> _Task item_
Wherever a line in the data holds the word "MouseButton", pull that line out.

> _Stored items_
BEGIN

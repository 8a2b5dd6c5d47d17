//! Filter sidebar: one checkbox list per category, plus "Tout effacer".

use std::sync::Arc;

use color_eyre::eyre::Result;
use crossterm::event::{KeyCode, KeyEvent, MouseButton, MouseEvent, MouseEventKind};
use ratatui::Frame;
use ratatui::layout::{Constraint, Layout, Rect};
use ratatui::text::{Line, Span};
use ratatui::widgets::{Block, BorderType, Borders, Paragraph};

use factoline_core::{FilterCategory, Selection};

use crate::action::Action;
use crate::component::Component;
use crate::theme;

/// One rendered sidebar row.
#[derive(Debug, Clone, Copy, PartialEq, Eq)]
enum Row {
    /// Category heading (index into categories).
    Heading(usize),
    /// Option checkbox (category index, option index).
    Choice(usize, usize),
    Spacer,
}

/// Inner regions: the "Tout effacer" line above the option list.
fn regions(area: Rect) -> [Rect; 2] {
    let inner = Block::default().borders(Borders::ALL).inner(area);
    Layout::vertical([Constraint::Length(1), Constraint::Min(0)]).areas(inner)
}

#[derive(Default)]
pub struct Sidebar {
    focused: bool,
    categories: Arc<Vec<FilterCategory>>,
    selection: Selection,
    rows: Vec<Row>,
    /// Index into `rows`; always points at a `Row::Choice` when any exist.
    cursor: usize,
}

impl Sidebar {
    pub fn new() -> Self {
        Self::default()
    }

    fn rebuild_rows(&mut self) {
        self.rows.clear();
        for (ci, category) in self.categories.iter().enumerate() {
            if ci > 0 {
                self.rows.push(Row::Spacer);
            }
            self.rows.push(Row::Heading(ci));
            self.rows
                .extend((0..category.options.len()).map(|oi| Row::Choice(ci, oi)));
        }
        self.cursor = self.nearest_option(self.cursor.min(self.rows.len().saturating_sub(1)));
    }

    /// First option row at or after `from`, else the last one before it.
    fn nearest_option(&self, from: usize) -> usize {
        let is_option = |r: &Row| matches!(r, Row::Choice(..));
        self.rows
            .iter()
            .skip(from)
            .position(is_option)
            .map(|i| from + i)
            .or_else(|| self.rows.iter().rposition(is_option))
            .unwrap_or(0)
    }

    fn move_cursor(&mut self, forward: bool) {
        let candidates = self
            .rows
            .iter()
            .enumerate()
            .filter(|(_, r)| matches!(r, Row::Choice(..)))
            .map(|(i, _)| i);
        let next = if forward {
            candidates.filter(|&i| i > self.cursor).min()
        } else {
            candidates.filter(|&i| i < self.cursor).max()
        };
        if let Some(next) = next {
            self.cursor = next;
        }
    }

    fn jump(&mut self, to_end: bool) {
        let is_option = |r: &Row| matches!(r, Row::Choice(..));
        let target = if to_end {
            self.rows.iter().rposition(is_option)
        } else {
            self.rows.iter().position(is_option)
        };
        if let Some(target) = target {
            self.cursor = target;
        }
    }

    /// The category/option ids under the cursor.
    fn current(&self) -> Option<(&str, &str)> {
        match self.rows.get(self.cursor)? {
            Row::Choice(ci, oi) => {
                let category = self.categories.get(*ci)?;
                let option = category.options.get(*oi)?;
                Some((category.id.as_str(), option.id.as_str()))
            }
            Row::Heading(_) | Row::Spacer => None,
        }
    }

    fn toggle_current(&self) -> Option<Action> {
        let (category, option) = self.current()?;
        Some(Action::SetOption {
            category: category.into(),
            option: option.into(),
            selected: !self.selection.is_selected(category, option),
        })
    }

    fn row_line(&self, row: Row, is_cursor: bool) -> Line<'_> {
        match row {
            Row::Spacer => Line::default(),
            Row::Heading(ci) => self.categories.get(ci).map_or_else(Line::default, |c| {
                Line::from(Span::styled(c.title.to_uppercase(), theme::title_style()))
            }),
            Row::Choice(ci, oi) => {
                let Some(category) = self.categories.get(ci) else {
                    return Line::default();
                };
                let Some(option) = category.options.get(oi) else {
                    return Line::default();
                };
                let checked = self.selection.is_selected(&category.id, &option.id);
                let base = if is_cursor && self.focused {
                    theme::selected()
                } else if checked {
                    theme::value()
                } else {
                    theme::text()
                };
                let mut spans = vec![
                    Span::styled(if checked { " [x] " } else { " [ ] " }, base),
                    Span::styled(option.label.as_str(), base),
                ];
                if let Some(count) = option.display_count() {
                    spans.push(Span::styled(format!(" ({count})"), theme::muted()));
                }
                Line::from(spans)
            }
        }
    }
}

impl Component for Sidebar {
    fn handle_key_event(&mut self, key: KeyEvent) -> Result<Option<Action>> {
        let action = match key.code {
            KeyCode::Char('j') | KeyCode::Down => {
                self.move_cursor(true);
                None
            }
            KeyCode::Char('k') | KeyCode::Up => {
                self.move_cursor(false);
                None
            }
            KeyCode::Char('g') | KeyCode::Home => {
                self.jump(false);
                None
            }
            KeyCode::Char('G') | KeyCode::End => {
                self.jump(true);
                None
            }
            KeyCode::Char(' ') | KeyCode::Enter => self.toggle_current(),
            _ => None,
        };
        Ok(action)
    }

    fn handle_mouse_event(&mut self, mouse: MouseEvent, area: Rect) -> Result<Option<Action>> {
        if mouse.kind != MouseEventKind::Down(MouseButton::Left) {
            return Ok(None);
        }
        let [clear, list] = regions(area);
        if clear.contains((mouse.column, mouse.row).into()) {
            return Ok(Some(Action::ClearFilters));
        }
        if mouse.row < list.y || mouse.row >= list.bottom() {
            return Ok(None);
        }
        let index = self.scroll_offset(list.height) + usize::from(mouse.row - list.y);
        if matches!(self.rows.get(index), Some(Row::Choice(..))) {
            self.cursor = index;
            return Ok(self.toggle_current());
        }
        Ok(None)
    }

    fn update(&mut self, action: &Action) -> Result<Option<Action>> {
        if let Action::ListingUpdated(listing) = action {
            if !Arc::ptr_eq(&self.categories, &listing.categories) {
                self.categories = Arc::clone(&listing.categories);
                self.rebuild_rows();
            }
            self.selection.clone_from(&listing.selection);
        }
        Ok(None)
    }

    fn render(&self, frame: &mut Frame, area: Rect) {
        let block = Block::default()
            .title(" Affiner la recherche ")
            .title_style(theme::title_style())
            .borders(Borders::ALL)
            .border_type(BorderType::Rounded)
            .border_style(if self.focused {
                theme::border_focused()
            } else {
                theme::border_default()
            });
        frame.render_widget(block, area);

        let [clear, list] = regions(area);
        let clear_line = if self.selection.is_empty() {
            Line::from(Span::styled("Tout effacer ", theme::key_hint()))
        } else {
            Line::from(vec![
                Span::styled("c ", theme::key_hint_key()),
                Span::styled("Tout effacer", theme::link()),
                Span::raw(" "),
            ])
        };
        frame.render_widget(Paragraph::new(clear_line.right_aligned()), clear);

        let offset = self.scroll_offset(list.height);
        let lines: Vec<Line> = self
            .rows
            .iter()
            .enumerate()
            .skip(offset)
            .take(usize::from(list.height))
            .map(|(i, row)| self.row_line(*row, i == self.cursor))
            .collect();
        frame.render_widget(Paragraph::new(lines), list);
    }

    fn focused(&self) -> bool {
        self.focused
    }

    fn set_focused(&mut self, focused: bool) {
        self.focused = focused;
    }

    fn id(&self) -> &'static str {
        "sidebar"
    }
}

impl Sidebar {
    /// First visible row so the cursor stays on screen.
    fn scroll_offset(&self, height: u16) -> usize {
        let height = usize::from(height.max(1));
        (self.cursor + 1).saturating_sub(height)
    }
}

#[cfg(test)]
#[allow(clippy::unwrap_used)]
mod tests {
    use crossterm::event::KeyModifiers;
    use pretty_assertions::assert_eq;

    use factoline_core::{Catalog, Selection, Storefront};

    use super::*;
    use crate::test_util::{contains, render_lines};

    fn press(sidebar: &mut Sidebar, code: KeyCode) -> Option<Action> {
        sidebar
            .handle_key_event(KeyEvent::new(code, KeyModifiers::NONE))
            .unwrap()
    }

    fn sidebar_for(store: &Storefront) -> Sidebar {
        let mut sidebar = Sidebar::new();
        sidebar
            .update(&Action::ListingUpdated(store.listing()))
            .unwrap();
        sidebar
    }

    fn oak_store() -> Storefront {
        let selection: Selection = [("essence", ["oak"])].into_iter().collect();
        Storefront::with_initial(Catalog::builtin(), "", selection)
    }

    #[test]
    fn renders_title_checkboxes_and_counts() {
        let sidebar = sidebar_for(&oak_store());
        let lines = render_lines(32, 30, |f| sidebar.render(f, f.area()));
        assert!(lines[0].contains("Affiner la recherche"));
        assert!(lines[1].contains("c Tout effacer"));
        assert!(contains(&lines, "ESSENCE"));
        assert!(contains(&lines, "[x] Chêne (5)"));
        assert!(contains(&lines, "[ ] Douglas (3)"));
    }

    #[test]
    fn options_without_counts_show_no_parenthesis() {
        let sidebar = sidebar_for(&oak_store());
        let lines = render_lines(32, 40, |f| sidebar.render(f, f.area()));
        let pefc = lines.iter().find(|l| l.contains("PEFC")).unwrap();
        assert!(!pefc.contains('('));
    }

    #[test]
    fn cursor_starts_on_first_option_and_toggles_it_off() {
        let mut sidebar = sidebar_for(&oak_store());
        let action = press(&mut sidebar, KeyCode::Char(' '));
        match action {
            Some(Action::SetOption {
                category,
                option,
                selected,
            }) => {
                assert_eq!(category, "essence");
                assert_eq!(option, "oak");
                assert!(!selected);
            }
            other => panic!("unexpected {other:?}"),
        }
    }

    #[test]
    fn cursor_skips_headings_between_categories() {
        let mut sidebar = sidebar_for(&oak_store());
        for _ in 0..5 {
            press(&mut sidebar, KeyCode::Down);
        }
        assert_eq!(sidebar.current(), Some(("type", "plank")));
        press(&mut sidebar, KeyCode::Up);
        assert_eq!(sidebar.current(), Some(("essence", "ash")));

        press(&mut sidebar, KeyCode::Char('G'));
        assert_eq!(sidebar.current(), Some(("cert", "fsc")));
        press(&mut sidebar, KeyCode::Down);
        assert_eq!(sidebar.current(), Some(("cert", "fsc")));
        press(&mut sidebar, KeyCode::Char('g'));
        assert_eq!(sidebar.current(), Some(("essence", "oak")));
    }

    #[test]
    fn toggle_reflects_published_selection() {
        let mut store = oak_store();
        let mut sidebar = sidebar_for(&store);
        press(&mut sidebar, KeyCode::Down);
        let Some(Action::SetOption {
            category,
            option,
            selected,
        }) = press(&mut sidebar, KeyCode::Enter)
        else {
            panic!("expected SetOption");
        };
        assert!(selected);

        store.set_option(&category, &option, selected);
        sidebar
            .update(&Action::ListingUpdated(store.listing()))
            .unwrap();
        let lines = render_lines(32, 30, |f| sidebar.render(f, f.area()));
        assert!(contains(&lines, "[x] Douglas (3)"));
    }

    #[test]
    fn clicking_tout_effacer_clears_filters() {
        let mut sidebar = sidebar_for(&oak_store());
        let click = MouseEvent {
            kind: MouseEventKind::Down(MouseButton::Left),
            column: 20,
            row: 1,
            modifiers: KeyModifiers::NONE,
        };
        let action = sidebar
            .handle_mouse_event(click, Rect::new(0, 0, 32, 30))
            .unwrap();
        assert!(matches!(action, Some(Action::ClearFilters)));
    }

    #[test]
    fn clicking_an_option_toggles_it() {
        let mut sidebar = sidebar_for(&oak_store());
        // Border, clear line, ESSENCE heading, then Chêne, Douglas.
        let click = MouseEvent {
            kind: MouseEventKind::Down(MouseButton::Left),
            column: 5,
            row: 4,
            modifiers: KeyModifiers::NONE,
        };
        let action = sidebar
            .handle_mouse_event(click, Rect::new(0, 0, 32, 30))
            .unwrap();
        assert!(matches!(
            action,
            Some(Action::SetOption { ref option, selected: true, .. }) if option == "douglas"
        ));
    }

    #[test]
    fn scrolls_to_keep_cursor_visible() {
        let mut sidebar = sidebar_for(&oak_store());
        press(&mut sidebar, KeyCode::Char('G'));
        let lines = render_lines(32, 8, |f| sidebar.render(f, f.area()));
        assert!(contains(&lines, "FSC"));
        assert!(!contains(&lines, "ESSENCE"));
    }
}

END

> _Task solution_
use crossterm::event::{KeyCode, KeyEvent, MouseButton, MouseEvent, MouseEventKind};
        if mouse.kind != MouseEventKind::Down(MouseButton::Left) {
            kind: MouseEventKind::Down(MouseButton::Left),
            kind: MouseEventKind::Down(MouseButton::Left),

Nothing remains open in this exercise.